German intelligence agency destroyed personal files of their former Nazi employees

Germany's major intelligence agency has claimed to destroy personal files of its former Nazi employees.

Some of former NSDAP, Gestapo, SS and SD officials were recruited after the World War II by West-German Federal Intelligence Agency (BND). According to data from the agency it is estimated that they were about ten per cent of the people employed there during the post-war period. 

BND seal
The scandal was revealed after former BND director, Ernst Uhrlau had invited an independent group of historians to study how much West-German intelligence agencies were depending on former Nazis. 

The speaker of the group Dr Klaus-Dietmar Henke has revealed recently in media, that in 2007 the agency had destroyed about 250 personal files of the BND employees who used to be connected with the Nazi movement. 

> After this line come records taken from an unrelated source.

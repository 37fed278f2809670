//! Application configuration loaded from TOML.

use derive_getters::Getters;
use derive_more::{Display, Error};
use derive_setters::Setters;
use serde::{Deserialize, Serialize};
use std::path::{Path, PathBuf};
use tracing::{debug, info, instrument};

/// Default configuration file, looked up in the working directory.
pub const DEFAULT_CONFIG_PATH: &str = "timetravel.toml";

/// Settings for the terminal front-end.
#[derive(Debug, Clone, PartialEq, Eq, Getters, Setters, Serialize, Deserialize)]
#[setters(prefix = "with_")]
#[serde(default)]
pub struct AppConfig {
    /// Milliseconds to wait for input before redrawing.
    tick_rate_ms: u64,

    /// File that receives log output while the TUI owns the terminal.
    log_file: PathBuf,

    /// `EnvFilter` directive used when `RUST_LOG` is unset.
    log_filter: String,

    /// List history newest first.
    descending: bool,

    /// Show the (row, col) of each move beside its history button.
    show_locations: bool,
}

impl Default for AppConfig {
    fn default() -> Self {
        Self {
            tick_rate_ms: 100,
            log_file: PathBuf::from("timetravel_tictactoe.log"),
            log_filter: "info".to_string(),
            descending: false,
            show_locations: true,
        }
    }
}

impl AppConfig {
    /// Loads configuration from a TOML file.
    #[instrument(skip(path), fields(path = %path.as_ref().display()))]
    pub fn from_file(path: impl AsRef<Path>) -> Result<Self, ConfigError> {
        debug!("Loading config from file");
        let content = std::fs::read_to_string(path.as_ref())
            .map_err(|e| ConfigError::new(format!("Failed to read config file: {}", e)))?;

        let config: Self = toml::from_str(&content)
            .map_err(|e| ConfigError::new(format!("Failed to parse config: {}", e)))?;

        info!(?config, "Config loaded successfully");
        Ok(config)
    }

    /// Loads `path` if it exists, otherwise returns the defaults.
    #[instrument(skip(path), fields(path = %path.as_ref().display()))]
    pub fn load_or_default(path: impl AsRef<Path>) -> Result<Self, ConfigError> {
        if path.as_ref().exists() {
            Self::from_file(path)
        } else {
            info!("Config file not found, using defaults");
            Ok(Self::default())
        }
    }

    /// Loads the file named on the command line, or the default file.
    ///
    /// Only the implicit [`DEFAULT_CONFIG_PATH`] may be absent; a missing
    /// explicit path is an error.
    pub fn load(explicit: Option<&Path>) -> Result<Self, ConfigError> {
        match explicit {
            Some(path) => Self::from_file(path),
            None => Self::load_or_default(DEFAULT_CONFIG_PATH),
        }
    }
}

/// Configuration error.
#[derive(Debug, Clone, Display, Error)]
#[display("Config error: {} at {}:{}", message, file, line)]
pub struct ConfigError {
    /// Error message.
    pub message: String,
    /// Line number where error occurred.
    pub line: u32,
    /// Source file where error occurred.
    pub file: &'static str,
}

impl ConfigError {
    /// Creates a new configuration error.
    #[track_caller]
    pub fn new(message: impl Into<String>) -> Self {
        let loc = std::panic::Location::caller();
        Self {
            message: message.into(),
            line: loc.line(),
            file: loc.file(),
        }
    }
}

Der Spiegel which has published an interview with Henke described whole incident "the true historical scandal". It also notes that, for several decades after the end of WWII in BND existed a policy of recruiting new staff from among the family members. As a result many people working in BND are direct descendants of those former Nazi officials and were interested in hiding these facts. 

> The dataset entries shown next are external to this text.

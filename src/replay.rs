//! Headless script runner.
//!
//! A script is a list of tokens separated by commas or whitespace. A digit
//! `0`-`8` clicks that cell; `@N` jumps to history entry `N`. Ignored clicks
//! and jumps are reported but do not stop the run.

use derive_more::{Display, Error};
use std::fmt::Write as _;
use timetravel_core::{Action, ActionOutcome, Game, GameView, Position};
use tracing::{debug, instrument};

/// Problem parsing a script.
#[derive(Debug, Clone, PartialEq, Eq, Display, Error)]
pub enum ScriptError {
    /// A click token was not a cell index 0-8.
    #[display("Token {token:?} at {at}: cell must be 0-8")]
    BadCell {
        /// The offending token.
        token: String,
        /// Zero-based token position.
        at: usize,
    },
    /// A jump token was not `@` followed by a number.
    #[display("Token {token:?} at {at}: jump must look like @N")]
    BadJump {
        /// The offending token.
        token: String,
        /// Zero-based token position.
        at: usize,
    },
}

/// Parses `script` into actions.
#[instrument]
pub fn parse_script(script: &str) -> Result<Vec<Action>, ScriptError> {
    script
        .split(|c: char| c == ',' || c.is_whitespace())
        .filter(|t| !t.is_empty())
        .enumerate()
        .map(|(at, token)| parse_token(token, at))
        .collect()
}

fn parse_token(token: &str, at: usize) -> Result<Action, ScriptError> {
    if let Some(index) = token.strip_prefix('@') {
        return index.parse().map(Action::Jump).map_err(|_| ScriptError::BadJump {
            token: token.to_string(),
            at,
        });
    }
    token
        .parse::<usize>()
        .ok()
        .and_then(Position::from_index)
        .map(Action::Click)
        .ok_or_else(|| ScriptError::BadCell {
            token: token.to_string(),
            at,
        })
}

/// Outcome of running a script.
#[derive(Debug, Clone)]
pub struct Replay {
    /// Each action with what it did.
    pub steps: Vec<(Action, ActionOutcome)>,
    /// The game after the last action.
    pub game: Game,
}

impl Replay {
    /// View of the final state.
    pub fn view(&self) -> GameView {
        self.game.view()
    }

    /// Plain-text rendering: board, status, then one line per history entry.
    pub fn render_text(&self) -> String {
        let view = self.view();
        let mut out = String::new();
        for (action, outcome) in &self.steps {
            if !outcome.changed_state() {
                let _ = writeln!(out, "ignored {}: {}", action, outcome);
            }
        }
        let _ = writeln!(out, "{}", view.board().display());
        let _ = writeln!(out, "{}", view.status());
        for entry in view.entries() {
            let marker = if *entry.is_current() { ">" } else { " " };
            let _ = writeln!(out, "{} {}", marker, entry.label());
        }
        out
    }
}

/// Plays `script` on a fresh game.
#[instrument]
pub fn run_script(script: &str) -> Result<Replay, ScriptError> {
    let mut game = Game::new();
    let steps = parse_script(script)?
        .into_iter()
        .map(|action| {
            let outcome = game.dispatch(action);
            debug!(%action, %outcome, "Replayed action");
            (action, outcome)
        })
        .collect();
    Ok(Replay { steps, game })
}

The agency has claimed that the documents were destroyed, but as they added, these files were only 2% of the total size of the agency’s archive available to historians. In their opinion the documents "were not deemed to be worth keeping". 

Reinhard Gehlen
West-German intelligence had employed hundreds of former Nazi officials in the period between 1956-1971. First BND director Reinhard Gehlen was general in Wehrmacht and since 1945 he worked as a CIA agent. According to the leaks published by Frankfurter Algemeine Zeitung in 2009, he as well as his American employers were aware of the Nazi past of many West-German intelligence agents. 

This information reveals an interesting plot in the newest German History, it is worth to think about how much we Poles actually know about our Western neighbour.